Она не смотрела на Жорку, — во время спектаклей она видела партнеров не прямым, а косвенным зрением, чтобы не разрушать свой круг, — слышала, как он двинул табуретом, пошелестел листками, не спеша, держа паузы, стал подавать сухой убогий текст так, что там, внизу, — не кашляло, не скрипело, слушало.
И пошло. Она чертила сотни метров зигзагов маленькими сапожками по кругу сцены, сходила с круга, ожидала за кулисой входную реплику — и возвращалась на круг. Неважно, что текст пьесы порой был убог и противоречив, она выдавала его с иной нагрузкой, подчиненно внутреннему своему — она рассказывала о неустроенной, тяжкой, прекрасной судьбе ее поколения, о своей собственной судьбе. «Господи!.. Да ведь мы забываем друг о друге в благополучии будней, — мысленно кричала она в зал наивное, но святое. — Мы топчем друг друга, обижаем… Оглянитесь, очнитесь, не дожидаясь общей беды, возьмитесь за руки… Слушайте меня, слушайте: посмотрите друг на друга добрыми глазами… Не ждите беды, чтобы оглянуться вокруг!» Она чувствовала: доходит. Нечто натянутое между залом и Агриппиной наполнялось взаимным током крови — Агриппина была сердцем, очищающим, обновляющим то, что шло к ней — и обновленным отдавала назад. Внутри все невыносимо сжималось, точно жизнь уходила из нее с этой отдачей — она любила сейчас всех жертвенно, покаянно.
— Не было друзей? Да, пожалуй… — говорила она текст роли — раскуренная сигарета замирала на полдороге, и рука вздрагивала.
Не бог весть какой жест — в соответствии с авторской ремаркой: «закуривает сигарету, нервничает». Но дело было не в сигарете, а в том, как она держала руку — лихо, игриво, но рука дрожит, клонится бессильная, и женщина не может унять эту дрожь. Первый и единственный раз ее героиня стала слабой перед своими подчиненными, перед залом. Рука — и потом слезы текут по улыбающемуся лицу, Жорка — Петр Семенович — опускает голову, чтобы не видеть этих слез.
— Я была счастлива, тем не менее, — идет дальше текст роли. — Независимо от того, что впереди — я была счастлива. Понимаешь, Петр? Я люблю людей, понимаешь? Ты не веришь мне? Я для них умереть готова…
— Весь секрет ее «искренности», — вдруг поймала она негромкий, но ясно слышный за кулисой голос Юры Васильева, — что она всегда: о себе — и про себя.
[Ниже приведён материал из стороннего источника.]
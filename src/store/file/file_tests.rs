use super::*;
use rand::RngCore;
use tempfile::NamedTempFile;

const IMAGE_LEN: u64 = 1 << 20;

fn tmp_path_str(tf: &NamedTempFile) -> String {
    tf.path().to_string_lossy().into_owned()
}

#[test]
fn create_presizes_the_image() {
    let tf = NamedTempFile::new().expect("tmp file");
    let path = tmp_path_str(&tf);

    let s = FileStore::create(&path, IMAGE_LEN).expect("create");
    assert_eq!(s.len(), IMAGE_LEN);
    let meta = s.file.metadata().expect("metadata");
    assert_eq!(meta.len(), IMAGE_LEN, "backing file must be pre-sized");
}

#[test]
fn fresh_image_reads_as_zero() {
    let tf = NamedTempFile::new().expect("tmp file");
    let path = tmp_path_str(&tf);

    let mut s = FileStore::create(&path, IMAGE_LEN).expect("create");

    let mut buf = vec![0xAAu8; 4096];
    s.seek(0).expect("seek");
    assert_eq!(s.read(&mut buf).expect("read"), 4096);
    assert!(buf.iter().all(|&b| b == 0));

    s.seek(555_000).expect("seek");
    let mut buf2 = vec![0xAAu8; 1234];
    assert_eq!(s.read(&mut buf2).expect("read"), 1234);
    assert!(buf2.iter().all(|&b| b == 0));
}

#[test]
fn write_then_read_roundtrip_same_session() {
    let tf = NamedTempFile::new().expect("tmp file");
    let path = tmp_path_str(&tf);
    let mut s = FileStore::create(&path, IMAGE_LEN).expect("create");

    let off = 64 * 1024 + 123;
    let mut data = vec![0u8; 8192];
    rand::rng().fill_bytes(&mut data);

    s.seek(off).expect("seek");
    assert_eq!(s.write(&data).expect("write"), data.len());

    s.seek(off).expect("seek");
    let mut back = vec![0u8; data.len()];
    assert_eq!(s.read(&mut back).expect("read"), data.len());
    assert_eq!(back, data);
}

#[test]
fn reopen_sees_flushed_bytes() {
    let tf = NamedTempFile::new().expect("tmp file");
    let path = tmp_path_str(&tf);
    let off = IMAGE_LEN / 2 - 200;

    {
        let mut s = FileStore::create(&path, IMAGE_LEN).expect("create");
        s.seek(off).expect("seek");
        assert_eq!(s.write(b"hello-from-mmap!").expect("write"), 16);
        s.flush().expect("flush");
    }

    {
        let mut s = FileStore::open(&path).expect("reopen");
        assert_eq!(s.len(), IMAGE_LEN);
        s.seek(off).expect("seek");
        let mut buf = vec![0u8; 16];
        assert_eq!(s.read(&mut buf).expect("read"), 16);
        assert_eq!(&buf, b"hello-from-mmap!");
    }
}

#[test]
fn transfers_truncate_at_end_of_image() {
    let tf = NamedTempFile::new().expect("tmp file");
    let path = tmp_path_str(&tf);
    let mut s = FileStore::create(&path, IMAGE_LEN).expect("create");

    s.seek(IMAGE_LEN - 512).expect("seek");
    let mut buf = vec![0xCCu8; 4096];
    assert_eq!(s.read(&mut buf).expect("read"), 512);
    assert!(buf[512..].iter().all(|&b| b == 0xCC), "untouched tail");

    s.seek(IMAGE_LEN - 100).expect("seek");
    let data = vec![0x5Au8; 500];
    assert_eq!(s.write(&data).expect("write"), 100);
    assert_eq!(s.write(&data).expect("write"), 0);
}

#[test]
fn set_len_grows_zero_filled_and_remaps() {
    let tf = NamedTempFile::new().expect("tmp file");
    let path = tmp_path_str(&tf);
    let mut s = FileStore::create(&path, 4096).expect("create");

    s.seek(0).expect("seek");
    assert_eq!(s.write(&[0xEE; 4096]).expect("write"), 4096);

    s.set_len(8192).expect("grow");
    assert_eq!(s.len(), 8192);

    s.seek(0).expect("seek");
    let mut buf = vec![0u8; 8192];
    assert_eq!(s.read(&mut buf).expect("read"), 8192);
    assert!(buf[..4096].iter().all(|&b| b == 0xEE), "old bytes survive");
    assert!(buf[4096..].iter().all(|&b| b == 0), "new bytes are zero");
}

#[test]
fn zero_length_image_is_inert() {
    let tf = NamedTempFile::new().expect("tmp file");
    let path = tmp_path_str(&tf);
    let mut s = FileStore::create(&path, 0).expect("create");

    assert!(s.is_empty());
    let mut buf = [0u8; 8];
    assert_eq!(s.read(&mut buf).expect("read"), 0);
    assert_eq!(s.write(&buf).expect("write"), 0);

    s.set_len(16).expect("grow");
    s.seek(0).expect("seek");
    assert_eq!(s.read(&mut buf).expect("read"), 8);
    assert!(buf.iter().all(|&b| b == 0));
}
И сейчас про Жорку: крушение надежд…
Юра знал, что она услышит, что сейчас, на финале спектакля, в ней сломается круг токов. Знал, что в ее теперешнем вывороте искренности — это удар ниже пояса. За что? Он сам бы не мог объяснить: была талантливей его, но была ли счастливей?.. Агриппина быстро взглянула на Жорку: слышал? Слышал, конечно — нечто вроде понимающей усмешки прошло по его лицу. Усмешка была не изнутри, не от себя, — это бы можно простить, — усмешка адресовалась за кулису: «что делать, старик, любовь приходит и уходит…» — и так далее, из обычного мужского комплекса.